Statutory research ends with case law research.


The U.S. legal system consists of norms that continue to adapt to social-economic changes and, of course, to our ever-changing mores. When the source of those norms is statutory, despite the fact that statutes are the binding norm, your final research never ends with locating that statute. Due to the common law nature of the US legal system, you need to incorporate court decisions applying that statutory provision. This process explained in other sections of this wiki is further outlined below.

A statute is still good law when it is still binding authority over the area it is supposed to regulate. Statutes may fall into desuetude. The activities they are called upon to regulate either disappear or become normal, when once considered deviant, and there is no desire to enforce the statute. For example, changes in mores change the way statutes are enforced. While adultery is still a crime in some states (although not a capital one any longer), rarely is one prosecuted for it.

Statutes and their rules may sometime be declared unconstitutional. Some may take decades to be held unconstitutional; others may be declared as such within a few years. For example, Virginia’s Racial Integrity Act of 1924 (the “Act”) required registration of race at birth and criminalized marriage between white and non-white persons. Like adultery, interracial marriages stopped being prosecuted as the Act little by little fell in desuetude. The role to put an explicit end to that statue’s binding effect fell on the U.S. Supreme Court. The Court declared in Act unconstitutional in 1967, in Loving v. Virginia, 388 U.S. 1 (1967). With one single decision, due to the stare decisis nature of our court decisions, the Court held all state statutes deeming interracial marriage illegal unconstitutional. Virginia was only one of 16 such states.

Another example where a statute’s life is cut short by the U.S. Supreme Court is a Connecticut statute, which criminalized the activity defined as “preventing conception.” CONN. GEN. STAT. § 53-32 (1958) The original statute GEN. STAT. § 7-1157 (1902) was amended by CONN. GEN. STAT. § 53-32 (1958) to expand its reach beyond acts of encouraging the commission of abortion to all acts preventing conception.

In Griswold v. Connecticut, 381 U.S. 479 (1965), the U.S. Supreme Court declared unconstitutional that Connecticut criminal statute. In Griswold, the Court found the 1958 revision unconstitutional on grounds that it violated “several fundamental constitutional guarantees” that the Court defined as one’s “zone of privacy” or “area of protected freedoms.” The Connecticut statute was repealed (never applied) after the Court decision. Whether the statute became obsolete due to the fact that it reflected Connecticut’s sense of social order and reproductive interests as existed in the 1950s, and which were bound to evolve in the decades to come remains unclear.

What all these examples try to make clear is the basic rule of statutory research:

  • Statutory research ends with case law research.

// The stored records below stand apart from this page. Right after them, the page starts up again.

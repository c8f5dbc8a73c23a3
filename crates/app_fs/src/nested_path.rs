//! NestedPath - a traversal through zero or more nested archive boundaries

use crate::{FsError, Result};
use serde::{Deserialize, Serialize};
use std::fmt;
use std::path::{Component, Path, PathBuf};
use std::str::FromStr;
use xxhash_rust::xxh3::xxh3_64;

/// Separator used by `Display` and `FromStr` between segments
pub const SEGMENT_SEPARATOR: &str = "::";

/// An ordered, immutable sequence of path segments
///
/// - Segment 0 is a normalized absolute physical path
/// - Each further segment is an entry path inside the archive addressed by
///   all prior segments
/// - A trailing empty segment treats the preceding archive file as a
///   directory root
///
/// Equality and ordering are structural, so a `NestedPath` can be used as a
/// cache key directly.
#[derive(Debug, Clone, PartialEq, Eq, PartialOrd, Ord, Hash, Serialize, Deserialize)]
#[serde(try_from = "Vec<String>", into = "Vec<String>")]
pub struct NestedPath {
    segments: Vec<String>,
}

impl NestedPath {
    /// Build a path from raw segments, normalizing each one
    pub fn new<I, S>(segments: I) -> Result<Self>
    where
        I: IntoIterator<Item = S>,
        S: AsRef<str>,
    {
        let mut iter = segments.into_iter();
        let first = iter
            .next()
            .ok_or_else(|| FsError::InvalidPath("empty segment sequence".into()))?;

        let mut normalized = vec![normalize_physical(Path::new(first.as_ref()))?];
        for segment in iter {
            normalized.push(normalize_entry(segment.as_ref())?);
        }

        Ok(Self { segments: normalized })
    }

    /// A depth-1 path addressing a physical file or directory
    pub fn physical<P: AsRef<Path>>(path: P) -> Result<Self> {
        Ok(Self {
            segments: vec![normalize_physical(path.as_ref())?],
        })
    }

    /// Append one segment
    pub fn combine(&self, segment: &str) -> Result<Self> {
        let mut segments = self.segments.clone();
        segments.push(normalize_entry(segment)?);
        Ok(Self { segments })
    }

    /// Treat this (archive) file as a directory root
    pub fn as_directory(&self) -> Self {
        if self.is_archive_root() {
            return self.clone();
        }
        let mut segments = self.segments.clone();
        segments.push(String::new());
        Self { segments }
    }

    /// Drop the last segment; `None` at depth 1
    pub fn parent(&self) -> Option<Self> {
        if self.segments.len() < 2 {
            return None;
        }
        Some(Self {
            segments: self.segments[..self.segments.len() - 1].to_vec(),
        })
    }

    /// The logical parent directory: the containing physical directory at
    /// depth 1, the containing in-archive directory otherwise
    pub fn parent_directory(&self) -> Option<Self> {
        if self.depth() == 1 {
            let parent = Path::new(&self.segments[0]).parent()?;
            return Self::physical(parent).ok();
        }

        let last = self.last_segment();
        let mut segments = self.segments[..self.segments.len() - 1].to_vec();
        if last.is_empty() {
            // archive root -> directory holding the archive file
            return Self { segments }.parent_directory();
        }
        segments.push(
            last.rsplit_once('/')
                .map(|(dir, _)| dir.to_string())
                .unwrap_or_default(),
        );
        Some(Self { segments })
    }

    pub fn segments(&self) -> &[String] {
        &self.segments
    }

    /// Number of segments (1 = physical)
    pub fn depth(&self) -> usize {
        self.segments.len()
    }

    pub fn last_segment(&self) -> &str {
        // segments is never empty
        self.segments.last().map(String::as_str).unwrap_or_default()
    }

    /// Physical path of segment 0
    pub fn physical_path(&self) -> &Path {
        Path::new(&self.segments[0])
    }

    /// Does this path end with the "archive as directory" marker?
    pub fn is_archive_root(&self) -> bool {
        self.segments.len() > 1 && self.last_segment().is_empty()
    }

    /// Name of the last element (file or directory name)
    pub fn file_name(&self) -> &str {
        Self::file_name_of(&self.segments)
    }

    // Borrowing form of `file_name`; the parent is `segments[..len - 1]`
    fn file_name_of(segments: &[String]) -> &str {
        let last = segments.last().map(String::as_str).unwrap_or_default();
        if last.is_empty() && segments.len() >= 2 {
            return Self::file_name_of(&segments[..segments.len() - 1]);
        }
        last.rsplit('/').next().unwrap_or(last)
    }

    /// Lowercased extension of the last segment
    pub fn extension(&self) -> Option<String> {
        let name = self.file_name();
        let (stem, ext) = name.rsplit_once('.')?;
        if stem.is_empty() || ext.is_empty() {
            return None;
        }
        Some(ext.to_lowercase())
    }

    /// Stable hash of the canonical string form
    pub fn id(&self) -> u64 {
        xxh3_64(self.to_string().as_bytes())
    }

    /// Is `self` a proper prefix of `other`?
    pub fn is_prefix_of(&self, other: &NestedPath) -> bool {
        self.segments.len() < other.segments.len()
            && other.segments[..self.segments.len()] == self.segments[..]
    }

    /// All prefixes from depth 1 up to and including `self`
    pub fn prefixes(&self) -> impl Iterator<Item = NestedPath> + '_ {
        (1..=self.segments.len()).map(move |n| NestedPath {
            segments: self.segments[..n].to_vec(),
        })
    }
}

/// Normalize the physical root: absolute, `.`/`..` resolved, forward slashes
fn normalize_physical(path: &Path) -> Result<String> {
    if path.as_os_str().is_empty() {
        return Err(FsError::InvalidPath("empty physical path".into()));
    }

    let absolute: PathBuf = if path.is_absolute() {
        path.to_path_buf()
    } else {
        std::env::current_dir()?.join(path)
    };

    let mut normalized = PathBuf::new();
    for component in absolute.components() {
        match component {
            Component::ParentDir => {
                normalized.pop();
            }
            Component::CurDir => {}
            other => normalized.push(other),
        }
    }

    let mut display = normalized.to_string_lossy().replace('\\', "/");
    while display.len() > 1 && display.ends_with('/') && !display.ends_with(":/") {
        display.pop();
    }
    Ok(display)
}

/// Normalize an in-archive entry path: forward slashes, no leading or
/// trailing slash, `.` dropped, `..` may not climb above the archive root
pub(crate) fn normalize_entry(segment: &str) -> Result<String> {
    let mut parts: Vec<&str> = Vec::new();
    for part in segment.split(['/', '\\']) {
        match part {
            "" | "." => {}
            ".." => {
                if parts.pop().is_none() {
                    return Err(FsError::InvalidPath(format!(
                        "entry escapes archive root: {}",
                        segment
                    )));
                }
            }
            other => parts.push(other),
        }
    }
    Ok(parts.join("/"))
}

impl fmt::Display for NestedPath {
    fn fmt(&self, f: &mut fmt::Formatter<'_>) -> fmt::Result {
        write!(f, "{}", self.segments.join(SEGMENT_SEPARATOR))
    }
}

impl FromStr for NestedPath {
    type Err = FsError;

    fn from_str(s: &str) -> Result<Self> {
        Self::new(s.split(SEGMENT_SEPARATOR))
    }
}

impl TryFrom<Vec<String>> for NestedPath {
    type Error = FsError;

    fn try_from(segments: Vec<String>) -> Result<Self> {
        Self::new(segments)
    }
}

impl From<NestedPath> for Vec<String> {
    fn from(path: NestedPath) -> Self {
        path.segments
    }
}

#[cfg(test)]
mod tests {
    use super::*;

    fn root() -> String {
        std::env::temp_dir().join("books.zip").to_string_lossy().to_string()
    }

    #[test]
    fn test_empty_is_invalid() {
        let err = NestedPath::new(Vec::<String>::new()).unwrap_err();
        assert!(matches!(err, FsError::InvalidPath(_)));
    }

    #[test]
    fn test_combine_and_parent() {
        let archive = NestedPath::physical(root()).unwrap();
        let inner = archive.combine("vol1/inner.zip").unwrap();
        let leaf = inner.combine("page01.png").unwrap();

        assert_eq!(leaf.depth(), 3);
        assert_eq!(leaf.parent().unwrap(), inner);
        assert_eq!(inner.parent().unwrap(), archive);
        assert!(archive.parent().is_none());
        assert_eq!(leaf.last_segment(), "page01.png");
        assert_eq!(leaf.extension().as_deref(), Some("png"));
    }

    #[test]
    fn test_entry_normalization() {
        let archive = NestedPath::physical(root()).unwrap();
        let p = archive.combine("\\a\\.\\b\\c.txt/").unwrap();
        assert_eq!(p.last_segment(), "a/b/c.txt");

        let p = archive.combine("a/../b.txt").unwrap();
        assert_eq!(p.last_segment(), "b.txt");

        assert!(archive.combine("../outside.txt").is_err());
    }

    #[test]
    fn test_archive_root_marker() {
        let archive = NestedPath::physical(root()).unwrap();
        let dir = archive.as_directory();
        assert!(dir.is_archive_root());
        assert_eq!(dir.depth(), 2);
        assert_eq!(dir.as_directory(), dir);
        assert_eq!(dir.file_name(), "books.zip");
        assert_eq!(dir.extension().as_deref(), Some("zip"));
    }

    #[test]
    fn test_parent_directory() {
        let archive = NestedPath::physical(root()).unwrap();
        let leaf = archive.combine("a/b/c.txt").unwrap();
        let dir = leaf.parent_directory().unwrap();
        assert_eq!(dir.last_segment(), "a/b");

        let top = archive.combine("c.txt").unwrap();
        assert!(top.parent_directory().unwrap().is_archive_root());

        let holder = archive.as_directory().parent_directory().unwrap();
        assert_eq!(holder.depth(), 1);
    }

    #[test]
    fn test_structural_equality_and_ordering() {
        let a = NestedPath::new([root().as_str(), "x/y.txt"]).unwrap();
        let b = NestedPath::new([root().as_str(), "x\\y.txt"]).unwrap();
        assert_eq!(a, b);
        assert_eq!(a.id(), b.id());

        let c = NestedPath::new([root().as_str(), "x/z.txt"]).unwrap();
        assert!(a < c);
    }

    #[test]
    fn test_display_round_trip() {
        let p = NestedPath::new([root().as_str(), "inner.7z", "pic.jpg"]).unwrap();
        let parsed: NestedPath = p.to_string().parse().unwrap();
        assert_eq!(parsed, p);
    }

    #[test]
    fn test_prefixes() {
        let p = NestedPath::new([root().as_str(), "inner.7z", "pic.jpg"]).unwrap();
        let prefixes: Vec<_> = p.prefixes().collect();
        assert_eq!(prefixes.len(), 3);
        assert!(prefixes[0].is_prefix_of(&p));
        assert!(prefixes[1].is_prefix_of(&p));
        assert!(!prefixes[2].is_prefix_of(&p));
    }
}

Thus, once you have located your statutory provision you need to make sure that there are no amendments to that provision and then you need to make sure that there are no cases affecting its binding effect (such as holding it unconstitutional).

For example, if your research is about the scope of subpoenas for records of electronic communications, as amended by Pub. L. 107–56 § 210 (2001), your research task to check its codified version in the most recent publication of the United States Code. Using the information contained in the statute itself you find out that its codified version resides at18 U.S.C. § 2703(c)(2). The most recent version of the United States Code is dated 2006. There are several free-of-charge electronic repositories which could help you locate that information. Once you do that, next you need to check whether any amendments occurred between 2006 and the date of your research. You use the FDSys U.S.C. annual supplements and then for the period of time left outside the purview of the annual supplements, the FDSys //Statutes at Large// collection.

Then, you need to make sure that there are no judiciary decisions related to the statutory provision of your research, and this step is the most complicated and quasi impossible to perform correctly for free.


As law students and practitioners know, the commercial digital aggregators have made this last step very easy. In fact WestlawNext, and Lexis Advance automatically incorporate that step in the statutory research results. Those who cannot afford their fee but can still afford to pay for legal research may use Bloomberglaw ($450/month per user) to perform a full-text case in the appropriate case law folder for all cases applying the statute of interest. There are other less expensive alternatives, such as Loislaw, or Versus Law. For those students of legal research who cannot afford any expenses, the bad news is that Google Scholar is inadequate when it comes to comprehensive case law research, because altlaw was incomplete and so far there is no comprehensive index of all the decisions courts post freely on their website.

Of course, one can always attempt to see if the United States Supreme Court has held a statute unconstitutional, but in our federal common law system, other courts can achieve that result too. Thus, a practitioner cannot practice law without commercial updating services, or at least access to a comprehensive case law database.